There are 16 major tribes in untamed Nagaland, which shares a border with Myanmar in remote north east India. Whether you venture to the villages just a few hours from Kohima, or to the far-off districts of Mon and Mokokchung, you're sure to be engaged by the fascinating tribal village life in Nagaland. Many people prefer to take an organized tour, but it's not a must if you're adventurous. Permits are needed though. For a real tribal treat, don't miss the Hornbill Festival, held every December in the Kohima district.
Tours: Tribal Discovery Tours and Travels offer six night/seven day tribal discovery tours in Nagaland, visiting the villages of the Angami tribesmen in the Kohima district. Custom designed tours are also possible.
The largest number of tribes, 62, can be found in Orissa. These ancient people with mystical ancient ways dwell in Orissa's remote, deep forests and hilly interiors. Most of them are in the southwest part of the state. You'll need to go on an organized tour to visit the tribes in Orissa as some tribal areas are quite inaccessible and require permits, and language is also a barrier. Puri is the best place to arrange tribal tours. Tours run for at least five nights/six days, due to the amount of travel involved.
Around 15% of Rajasthan's population is tribal. The Bhil tribe, the predominant group, were amongst the original inhabitants of Rajasthan. They're mostly located in southern Rajasthan, and certain cities are named after their Kings who once ruled there. Don't miss the five day Baneshwar tribal fair, held every January/February in Dungarpur. You can also celebrate the Holi festival in traditional style in Banswara with the Bhils. See them dressed in traditional clothing, carrying swords and sticks, and performing the tribal dance of the region.
Maharastra has a large tribal population. The state is home to almost 50 tribes, with the main ones being Bhils, Gonds, Mahadeo Kolis, Pawras, Thakurs and Warlis.
Tours: Grassroutes, a community based rural tourism venture, runs regular trips to Purushwadi village, home of the Mahadeo Koli tribe. The tribe lives in harmony with nature there, earning a living through farming. The village has just over 100 houses, and over half of them welcome guests. So, you'll be able to stay with the tribal families and experience what it's like to live in a tribal village.

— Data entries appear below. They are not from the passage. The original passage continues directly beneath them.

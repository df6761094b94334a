use std::path::Path;

use anyhow::{Context, Result};
use tracing::{info, info_span};

use osm_cli::audit::{AuditReport, audit_elements};
use osm_cli::config::{RunConfig, RunOverrides};
use osm_cli::pipeline::run_pipeline;
use osm_cli::types::ConvertResult;
use osm_ingest::ElementStream;
use osm_output::TableWriterSet;
use osm_validate::{JsonSchemaValidator, ValidationGate, default_schema};

use crate::cli::{AuditArgs, ConvertArgs};

pub fn run_convert(args: &ConvertArgs) -> Result<ConvertResult> {
    let config = resolve_config(args)?;
    let input = config
        .input
        .clone()
        .context("no input document: pass INPUT or set `input` in the config file")?;
    let span = info_span!("convert", input = %input.display());
    let _guard = span.enter();

    let rules = config.shaping_rules();
    let paths = config.table_paths()?;
    let mut gate = if config.validate {
        let validator = match &config.schema {
            Some(path) => JsonSchemaValidator::from_path(path)?,
            None => JsonSchemaValidator::builtin()?,
        };
        Some(ValidationGate::new(validator).sample_every(config.validate_every))
    } else {
        None
    };

    let elements = ElementStream::open(&input)?;
    let mut tables = TableWriterSet::create(&paths).context("create output tables")?;
    info!(
        output_dir = %config.output_dir.display(),
        validate = config.validate,
        validate_every = config.validate_every.get(),
        "converting"
    );
    let summary = run_pipeline(elements, &rules, gate.as_mut(), &mut tables)?;

    Ok(ConvertResult {
        input,
        tables: paths,
        summary,
    })
}

pub fn run_audit(args: &AuditArgs) -> Result<AuditReport> {
    let span = info_span!("audit", input = %args.input.display());
    let _guard = span.enter();
    let config = load_config(args.config.as_deref())?;
    let elements = ElementStream::open(&args.input)?;
    audit_elements(elements, &config.shaping_rules(), args.limit)
}

pub fn run_schema() -> Result<()> {
    let schema = default_schema()?;
    let text = serde_json::to_string_pretty(&schema).context("render schema")?;
    println!("{text}");
    Ok(())
}

/// Config file first, then command line flags on top.
fn resolve_config(args: &ConvertArgs) -> Result<RunConfig> {
    let mut config = load_config(args.config.as_deref())?;
    let validate = if args.no_validate {
        Some(false)
    } else if args.validate || args.validate_every.is_some() || args.schema.is_some() {
        Some(true)
    } else {
        None
    };
    config.apply(RunOverrides {
        input: args.input.clone(),
        output_dir: args.output_dir.clone(),
        validate,
        validate_every: args.validate_every,
        schema: args.schema.clone(),
    });
    Ok(config)
}

fn load_config(path: Option<&Path>) -> Result<RunConfig> {
    match path {
        Some(path) => RunConfig::load(path).with_context(|| format!("load {}", path.display())),
        None => Ok(RunConfig::default()),
    }
}
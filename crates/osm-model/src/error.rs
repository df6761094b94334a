use thiserror::Error;

#[derive(Debug, Error)]
pub enum ModelError {
    #[error("unknown output table: {name}")]
    UnknownTable { name: String },
}

pub type Result<T> = std::result::Result<T, ModelError>;
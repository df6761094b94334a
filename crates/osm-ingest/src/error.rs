//! Error types for OSM document ingestion.

use std::path::PathBuf;
use thiserror::Error;

/// Errors that end a streaming pass over a source document.
///
/// All of them are fatal: the stream yields the error once and then stops.
#[derive(Debug, Error)]
pub enum IngestError {
    /// Source file could not be opened.
    #[error("failed to open {path}: {source}")]
    Open {
        path: PathBuf,
        #[source]
        source: std::io::Error,
    },

    /// Malformed XML syntax (or an I/O error while reading).
    #[error("malformed XML at byte {position}: {source}")]
    Xml {
        position: u64,
        #[source]
        source: quick_xml::Error,
    },

    /// Malformed attribute on an element.
    #[error("malformed attribute at byte {position}: {source}")]
    Attribute {
        position: u64,
        #[source]
        source: quick_xml::events::attributes::AttrError,
    },

    /// Attribute name or value that cannot be decoded, or has a bad escape.
    #[error("invalid attribute at byte {position}: {source}")]
    AttributeValue {
        position: u64,
        #[source]
        source: quick_xml::Error,
    },

    /// Document ended while an element was still open.
    #[error("document ended inside an unclosed <{element}> element")]
    UnexpectedEof { element: String },

    /// Document holds no root element at all.
    #[error("document has no root element")]
    MissingRoot,

    /// Element or text found after the root element was closed.
    #[error("content after the root element at byte {position}")]
    TrailingContent { position: u64 },
}

/// Result type alias for ingestion operations.
pub type Result<T> = std::result::Result<T, IngestError>;
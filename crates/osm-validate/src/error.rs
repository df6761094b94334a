use std::fmt;
use std::path::PathBuf;

use thiserror::Error;

/// One failed schema constraint.
#[derive(Debug, Clone, PartialEq, Eq)]
pub struct Violation {
    /// JSON pointer into the shaped element, e.g. `/node/id`.
    pub path: String,
    pub message: String,
}

impl fmt::Display for Violation {
    fn fmt(&self, f: &mut fmt::Formatter<'_>) -> fmt::Result {
        let path = if self.path.is_empty() { "/" } else { &self.path };
        write!(f, "{path}: {}", self.message)
    }
}

#[derive(Debug, Error)]
pub enum ValidationError {
    #[error("failed to read schema {path}: {source}")]
    SchemaRead {
        path: PathBuf,
        #[source]
        source: std::io::Error,
    },

    #[error("schema {path} is not valid JSON: {source}")]
    SchemaJson {
        path: PathBuf,
        #[source]
        source: serde_json::Error,
    },

    #[error("invalid schema: {message}")]
    InvalidSchema { message: String },

    #[error("failed to serialize {element}: {source}")]
    Serialize {
        element: String,
        #[source]
        source: serde_json::Error,
    },

    /// A shaped element does not conform; fatal for the whole run.
    #[error("{element} violates the element schema: {}", join_violations(.violations))]
    SchemaViolation {
        element: String,
        violations: Vec<Violation>,
        shaped: Box<serde_json::Value>,
    },
}

pub type Result<T> = std::result::Result<T, ValidationError>;

fn join_violations(violations: &[Violation]) -> String {
    violations
        .iter()
        .map(ToString::to_string)
        .collect::<Vec<_>>()
        .join("; ")
}
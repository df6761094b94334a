//! Value normalization for tag values.
//!
//! - **street**: street-type suffix expansion (`Main St` -> `Main Street`)
//! - **ordinal**: ordinal number spelling (`5th` -> `Fifth`)
//! - **postcode**: five-digit postcode extraction (`NY 10001` -> `10001`)
//!
//! Each function reports "nothing to do" through `Option` rather than
//! swallowing errors, so callers decide what an unchanged value means.

pub mod ordinal;
pub mod postcode;
pub mod street;

pub use ordinal::spell_out_ordinal;
pub use postcode::extract_postcode;
pub use street::{expand_street_suffix, normalize_street_name, street_type};
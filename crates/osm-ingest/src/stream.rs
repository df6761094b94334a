//! Pull-based element stream over an OSM XML document.
//!
//! The document is never materialised as a tree. Events are read into a
//! single reusable buffer that is cleared after every event, and only the
//! element currently being assembled is held in memory. Once an element's
//! closing tag is seen it is handed to the caller and nothing of it is kept.
//!
//! # Usage
//!
//! ```ignore
//! use osm_ingest::ElementStream;
//!
//! for element in ElementStream::open(&path)? {
//!     let element = element?;
//!     println!("{} {:?}", element.kind(), element.id());
//! }
//! ```

use std::fs::File;
use std::io::{BufRead, BufReader};
use std::path::Path;

use quick_xml::Reader;
use quick_xml::encoding::Decoder;
use quick_xml::events::{BytesStart, Event};
use tracing::debug;

use osm_model::{Attributes, ElementKind, NodeRef, RawElement, RawTag};

use crate::error::{IngestError, Result};

/// Read buffer capacity for file sources.
const READ_BUFFER_BYTES: usize = 64 * 1024;

/// Element currently being assembled, and how many document elements
/// enclose it.
struct OpenElement {
    element: RawElement,
    depth: usize,
}

/// Streams complete `node` and `way` elements in document order.
///
/// Single forward pass: once exhausted, or after the first error, the
/// iterator only returns `None`. The document as a whole must be complete:
/// an unclosed root, a missing root or content after the root is an error.
pub struct ElementStream<R: BufRead> {
    reader: Reader<R>,
    buf: Vec<u8>,
    /// Names of the currently open document elements, outermost first.
    ancestors: Vec<String>,
    root_closed: bool,
    open: Option<OpenElement>,
    finished: bool,
}

impl ElementStream<BufReader<File>> {
    /// Opens a file source.
    pub fn open(path: &Path) -> Result<Self> {
        let file = File::open(path).map_err(|source| IngestError::Open {
            path: path.to_path_buf(),
            source,
        })?;
        debug!(path = %path.display(), "opened OSM source");
        Ok(Self::from_reader(BufReader::with_capacity(
            READ_BUFFER_BYTES,
            file,
        )))
    }
}

impl<R: BufRead> ElementStream<R> {
    /// Streams from any buffered source. The character encoding is taken
    /// from the XML declaration (UTF-8 when there is none).
    pub fn from_reader(source: R) -> Self {
        let mut reader = Reader::from_reader(source);
        reader.config_mut().trim_text(true);
        Self {
            reader,
            buf: Vec::new(),
            ancestors: Vec::new(),
            root_closed: false,
            open: None,
            finished: false,
        }
    }

    fn next_element(&mut self) -> Result<Option<RawElement>> {
        loop {
            self.buf.clear();
            let event = match self.reader.read_event_into(&mut self.buf) {
                Ok(event) => event,
                Err(source) => {
                    return Err(IngestError::Xml {
                        position: self.reader.error_position(),
                        source,
                    });
                }
            };
            let decoder = self.reader.decoder();
            let position = self.reader.buffer_position();

            match event {
                Event::Start(start) => {
                    reject_after_root(self.root_closed, position)?;
                    match self.open.as_mut() {
                        Some(open) => push_child(&mut open.element, &start, decoder, position)?,
                        None => {
                            if let Some(kind) = element_kind(&start) {
                                let attributes = read_attributes(&start, decoder, position)?;
                                self.open = Some(OpenElement {
                                    element: RawElement::empty(kind, attributes),
                                    depth: self.ancestors.len(),
                                });
                            }
                        }
                    }
                    self.ancestors
                        .push(String::from_utf8_lossy(start.name().as_ref()).into_owned());
                }
                Event::Empty(start) => {
                    reject_after_root(self.root_closed, position)?;
                    if self.ancestors.is_empty() {
                        self.root_closed = true;
                    }
                    match self.open.as_mut() {
                        Some(open) => push_child(&mut open.element, &start, decoder, position)?,
                        None => {
                            if let Some(kind) = element_kind(&start) {
                                let attributes = read_attributes(&start, decoder, position)?;
                                return Ok(Some(RawElement::empty(kind, attributes)));
                            }
                        }
                    }
                }
                Event::End(_) => {
                    self.ancestors.pop();
                    if self.ancestors.is_empty() {
                        self.root_closed = true;
                    }
                    if self
                        .open
                        .as_ref()
                        .is_some_and(|open| open.depth == self.ancestors.len())
                    {
                        return Ok(self.open.take().map(|open| open.element));
                    }
                }
                Event::Text(text) => {
                    if text.iter().any(|byte| !byte.is_ascii_whitespace()) {
                        reject_after_root(self.root_closed, position)?;
                    }
                }
                Event::CData(_) => reject_after_root(self.root_closed, position)?,
                Event::Eof => {
                    if let Some(element) = self.ancestors.pop() {
                        return Err(IngestError::UnexpectedEof { element });
                    }
                    if !self.root_closed {
                        return Err(IngestError::MissingRoot);
                    }
                    return Ok(None);
                }
                _ => {}
            }
        }
    }
}

impl<R: BufRead> Iterator for ElementStream<R> {
    type Item = Result<RawElement>;

    fn next(&mut self) -> Option<Self::Item> {
        if self.finished {
            return None;
        }
        match self.next_element() {
            Ok(Some(element)) => Some(Ok(element)),
            Ok(None) => {
                self.finished = true;
                None
            }
            Err(error) => {
                self.finished = true;
                Some(Err(error))
            }
        }
    }
}

/// Only comments and processing instructions may follow the root.
fn reject_after_root(root_closed: bool, position: u64) -> Result<()> {
    if root_closed {
        return Err(IngestError::TrailingContent { position });
    }
    Ok(())
}

fn element_kind(start: &BytesStart<'_>) -> Option<ElementKind> {
    match start.name().as_ref() {
        b"node" => Some(ElementKind::Node),
        b"way" => Some(ElementKind::Way),
        _ => None,
    }
}

/// Records a `tag` or `nd` child; anything else inside an element is ignored.
fn push_child(
    element: &mut RawElement,
    start: &BytesStart<'_>,
    decoder: Decoder,
    position: u64,
) -> Result<()> {
    match start.name().as_ref() {
        b"tag" => {
            let mut attributes = read_attributes(start, decoder, position)?;
            element.push_tag(RawTag {
                key: attributes.remove("k").unwrap_or_default(),
                value: attributes.remove("v").unwrap_or_default(),
            });
        }
        b"nd" => {
            let mut attributes = read_attributes(start, decoder, position)?;
            element.push_node_ref(NodeRef {
                node_id: attributes.remove("ref"),
            });
        }
        _ => {}
    }
    Ok(())
}

fn read_attributes(start: &BytesStart<'_>, decoder: Decoder, position: u64) -> Result<Attributes> {
    let mut attributes = Attributes::new();
    for attr in start.attributes() {
        let attr = attr.map_err(|source| IngestError::Attribute { position, source })?;
        let key = decoder
            .decode(attr.key.as_ref())
            .map_err(|source| IngestError::AttributeValue {
                position,
                source: source.into(),
            })?
            .into_owned();
        let value = attr
            .decode_and_unescape_value(decoder)
            .map_err(|source| IngestError::AttributeValue { position, source })?;
        attributes.insert(key, value.into_owned());
    }
    Ok(attributes)
}
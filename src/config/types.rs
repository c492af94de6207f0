//! Configuration types for the pay-cycle engine.
//!
//! This module contains the strongly-typed configuration structures that
//! are deserialized from YAML configuration files.

use std::collections::BTreeMap;

use serde::Deserialize;

use crate::calendar::DEFAULT_PERIOD_COUNT;
use crate::models::PayPlan;

fn default_period_count() -> u32 {
    DEFAULT_PERIOD_COUNT
}

/// Engine metadata and defaults from `engine.yaml`.
#[derive(Debug, Clone, Deserialize)]
pub struct EngineMetadata {
    /// Name of the deployment (e.g., "Driver settlements").
    pub name: String,
    /// Version of the configuration set.
    pub version: String,
    /// Periods returned when a request does not specify a count.
    #[serde(default = "default_period_count")]
    pub default_period_count: u32,
}

/// The complete engine configuration loaded from YAML files.
#[derive(Debug, Clone)]
pub struct EngineConfig {
    /// Engine metadata.
    metadata: EngineMetadata,
    /// Registered pay plans keyed by id.
    plans: BTreeMap<String, PayPlan>,
}

impl EngineConfig {
    /// Creates a new EngineConfig from its component parts.
    pub fn new(metadata: EngineMetadata, plans: Vec<PayPlan>) -> Self {
        let plans = plans
            .into_iter()
            .map(|plan| (plan.id.clone(), plan))
            .collect();
        Self { metadata, plans }
    }

    /// Returns the engine metadata.
    pub fn engine(&self) -> &EngineMetadata {
        &self.metadata
    }

    /// Returns all registered plans keyed by id.
    pub fn plans(&self) -> &BTreeMap<String, PayPlan> {
        &self.plans
    }
}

The Mahadeo Kolis are extremely warm and friendly, and will happily continue their regular activites unmindful of visitors. Or, you can join in and help them!
Bordering Orissa, the small but cultural state of Chhattisgarh used to be part of Madhya Pradesh. Over a third of its population is tribal, with most of them living in the thickly forested areas of the Bastar region. The tribes, which are predominantly Gonds, are known for producing beautiful arts and crafts, music and dance, and unorthodox marriage practices. Young men and women live together in groups in Ghotul huts and interact freely before getting married. The Dusshera festival is one of the most important festivals of the region, and is celebrated in unique style there.